Mr. Chairman and members of the committee, I thank you for the invitation to appear and testify on Bill C-21, an act to amend the Customs Act. I'm going to read my remarks, in a desperate academic attempt to stay within your 10-minute time frame.

Bill C-21 provides statutory powers for the final phase of the entry-exit initiative. As the committee will be aware from previous testimony, the entry-exit scheme dates back to promises made under the Beyond the Border action plan agreed to in 2011 between Canada and the United States. Its provisions are, for now, Canada-U.S.-centric. The Beyond the Border action plan is the latest iteration of agreed schemes for post-9/11 border security, dating back to the safe border accord of December 2001. The Liberal government affirmed its commitment to the entry-exit information plan during a summit meeting between Prime Minister Trudeau and then U.S. President Obama in March 2016.

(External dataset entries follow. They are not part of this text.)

//! # Response Envelope
//!
//! The single shape every dispatch ends in. The transport collaborator picks
//! the encoding; with JSON the two forms look like:
//!
//! ```text
//! {"success":true,"payload":{"id":"me","kind":"weave#personalizedInfo",...}}
//! {"success":false,"errorKind":"UnsupportedVerb","message":"..."}
//! ```

use serde::de::Error as _;
use serde::{Deserialize, Deserializer, Serialize, Serializer};

use crate::error::{ErrorKind, ResolveError};
use crate::resource::Resource;

/// Message used for every infrastructure failure; details stay in the logs.
pub const INTERNAL_ERROR_MESSAGE: &str = "internal error";

#[derive(Debug, Clone, PartialEq)]
pub enum ResponseEnvelope {
    Success {
        payload: Resource,
    },
    Failure {
        kind: ErrorKind,
        message: String,
        /// Handler-supplied code for business failures.
        reason: Option<String>,
    },
}

impl ResponseEnvelope {
    pub fn success(payload: Resource) -> Self {
        ResponseEnvelope::Success { payload }
    }

    pub fn failure(kind: ErrorKind, message: impl Into<String>) -> Self {
        ResponseEnvelope::Failure {
            kind,
            message: message.into(),
            reason: None,
        }
    }

    pub fn business(reason: impl Into<String>, message: impl Into<String>) -> Self {
        ResponseEnvelope::Failure {
            kind: ErrorKind::Business,
            message: message.into(),
            reason: Some(reason.into()),
        }
    }

    pub fn internal() -> Self {
        Self::failure(ErrorKind::Internal, INTERNAL_ERROR_MESSAGE)
    }

    pub fn is_success(&self) -> bool {
        matches!(self, ResponseEnvelope::Success { .. })
    }

    pub fn payload(&self) -> Option<&Resource> {
        match self {
            ResponseEnvelope::Success { payload } => Some(payload),
            ResponseEnvelope::Failure { .. } => None,
        }
    }

    pub fn error_kind(&self) -> Option<ErrorKind> {
        match self {
            ResponseEnvelope::Success { .. } => None,
            ResponseEnvelope::Failure { kind, .. } => Some(*kind),
        }
    }

    pub fn message(&self) -> Option<&str> {
        match self {
            ResponseEnvelope::Success { .. } => None,
            ResponseEnvelope::Failure { message, .. } => Some(message),
        }
    }

    /// HTTP status a transport would answer with.
    pub fn http_status(&self) -> u16 {
        self.error_kind().map_or(200, ErrorKind::http_status)
    }
}

impl From<&ResolveError> for ResponseEnvelope {
    fn from(err: &ResolveError) -> Self {
        match err.kind() {
            ErrorKind::Internal => Self::internal(),
            kind => Self::failure(kind, err.to_string()),
        }
    }
}

impl From<ResolveError> for ResponseEnvelope {
    fn from(err: ResolveError) -> Self {
        Self::from(&err)
    }
}

// Flat wire form shared by both directions.
#[derive(Serialize, Deserialize)]
#[serde(rename_all = "camelCase")]
struct Wire {
    success: bool,
    #[serde(default, skip_serializing_if = "Option::is_none")]
    payload: Option<Resource>,
    #[serde(default, skip_serializing_if = "Option::is_none")]
    error_kind: Option<ErrorKind>,
    #[serde(default, skip_serializing_if = "Option::is_none")]
    message: Option<String>,
    #[serde(default, skip_serializing_if = "Option::is_none")]
    reason: Option<String>,
}

impl Serialize for ResponseEnvelope {
    fn serialize<S: Serializer>(&self, serializer: S) -> Result<S::Ok, S::Error> {
        let wire = match self.clone() {
            ResponseEnvelope::Success { payload } => Wire {
                success: true,
                payload: Some(payload),
                error_kind: None,
                message: None,
                reason: None,
            },
            ResponseEnvelope::Failure {
                kind,
                message,
                reason,
            } => Wire {
                success: false,
                payload: None,
                error_kind: Some(kind),
                message: Some(message),
                reason,
            },
        };
        wire.serialize(serializer)
    }
}

impl<'de> Deserialize<'de> for ResponseEnvelope {
    fn deserialize<D: Deserializer<'de>>(deserializer: D) -> Result<Self, D::Error> {
        let wire = Wire::deserialize(deserializer)?;
        if wire.success {
            let payload = wire.payload.ok_or_else(|| D::Error::missing_field("payload"))?;
            Ok(ResponseEnvelope::Success { payload })
        } else {
            Ok(ResponseEnvelope::Failure {
                kind: wire.error_kind.ok_or_else(|| D::Error::missing_field("errorKind"))?,
                message: wire.message.unwrap_or_default(),
                reason: wire.reason,
            })
        }
    }
}

#[cfg(test)]
mod tests {
    use super::*;
    use crate::verb::Verb;
    use serde_json::json;

    #[test]
    fn test_success_wire_shape() {
        let payload = Resource::new().with("id", "me").with("kind", "weave#personalizedInfo");
        let envelope = ResponseEnvelope::success(payload);
        assert_eq!(envelope.http_status(), 200);
        assert_eq!(
            serde_json::to_value(&envelope).unwrap(),
            json!({"success": true, "payload": {"id": "me", "kind": "weave#personalizedInfo"}})
        );
    }

    #[test]
    fn test_failure_wire_shape() {
        let envelope: ResponseEnvelope = ResolveError::UnsupportedVerb {
            resource: "AuthorizedApps".into(),
            verb: Verb::Patch,
        }
        .into();
        assert_eq!(envelope.http_status(), 405);
        assert_eq!(
            serde_json::to_value(&envelope).unwrap(),
            json!({
                "success": false,
                "errorKind": "UnsupportedVerb",
                "message": "Resource AuthorizedApps does not support Patch"
            })
        );

        let business = ResponseEnvelope::business("notFound", "no record 'x'");
        assert_eq!(
            serde_json::to_value(&business).unwrap(),
            json!({"success": false, "errorKind": "Business", "message": "no record 'x'", "reason": "notFound"})
        );
    }

    #[test]
    fn test_deserialize_accepts_wire_shape() {
        let envelope: ResponseEnvelope =
            serde_json::from_value(json!({"success": false, "errorKind": "Timeout", "message": "late"}))
                .unwrap();
        assert_eq!(envelope, ResponseEnvelope::failure(ErrorKind::Timeout, "late"));

        let missing: Result<ResponseEnvelope, _> = serde_json::from_value(json!({"success": true}));
        assert!(missing.is_err());
    }
}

The entry-exit scheme has had a staged rollout since its first phase, which lasted from September 2012 to June 2013. It served to test the data exchange between Canada and the U.S. at select land border ports of entry. The second phase began in June 2013 for fuller land border crossing information exchange for third country nationals, permanent residents of Canada, and lawful permanent residents of the United States. The final stage of entry-exit, requiring statutory force in Bill C-21, would see the biographical exchange of information on all travellers, including Canadian citizens, at the land border, and the collection of biographical exit data on all air travellers, again including Canadian citizens, leaving Canada.

Biographical data acquired under Bill C-21 would consist, as you've heard, of the page 2 information from Canadian passports presented to Customs and Border Protection officials at U.S. ports of entry when crossing the land border. This information includes, as you'll know, name, nationality, date of birth, sex, and place of birth.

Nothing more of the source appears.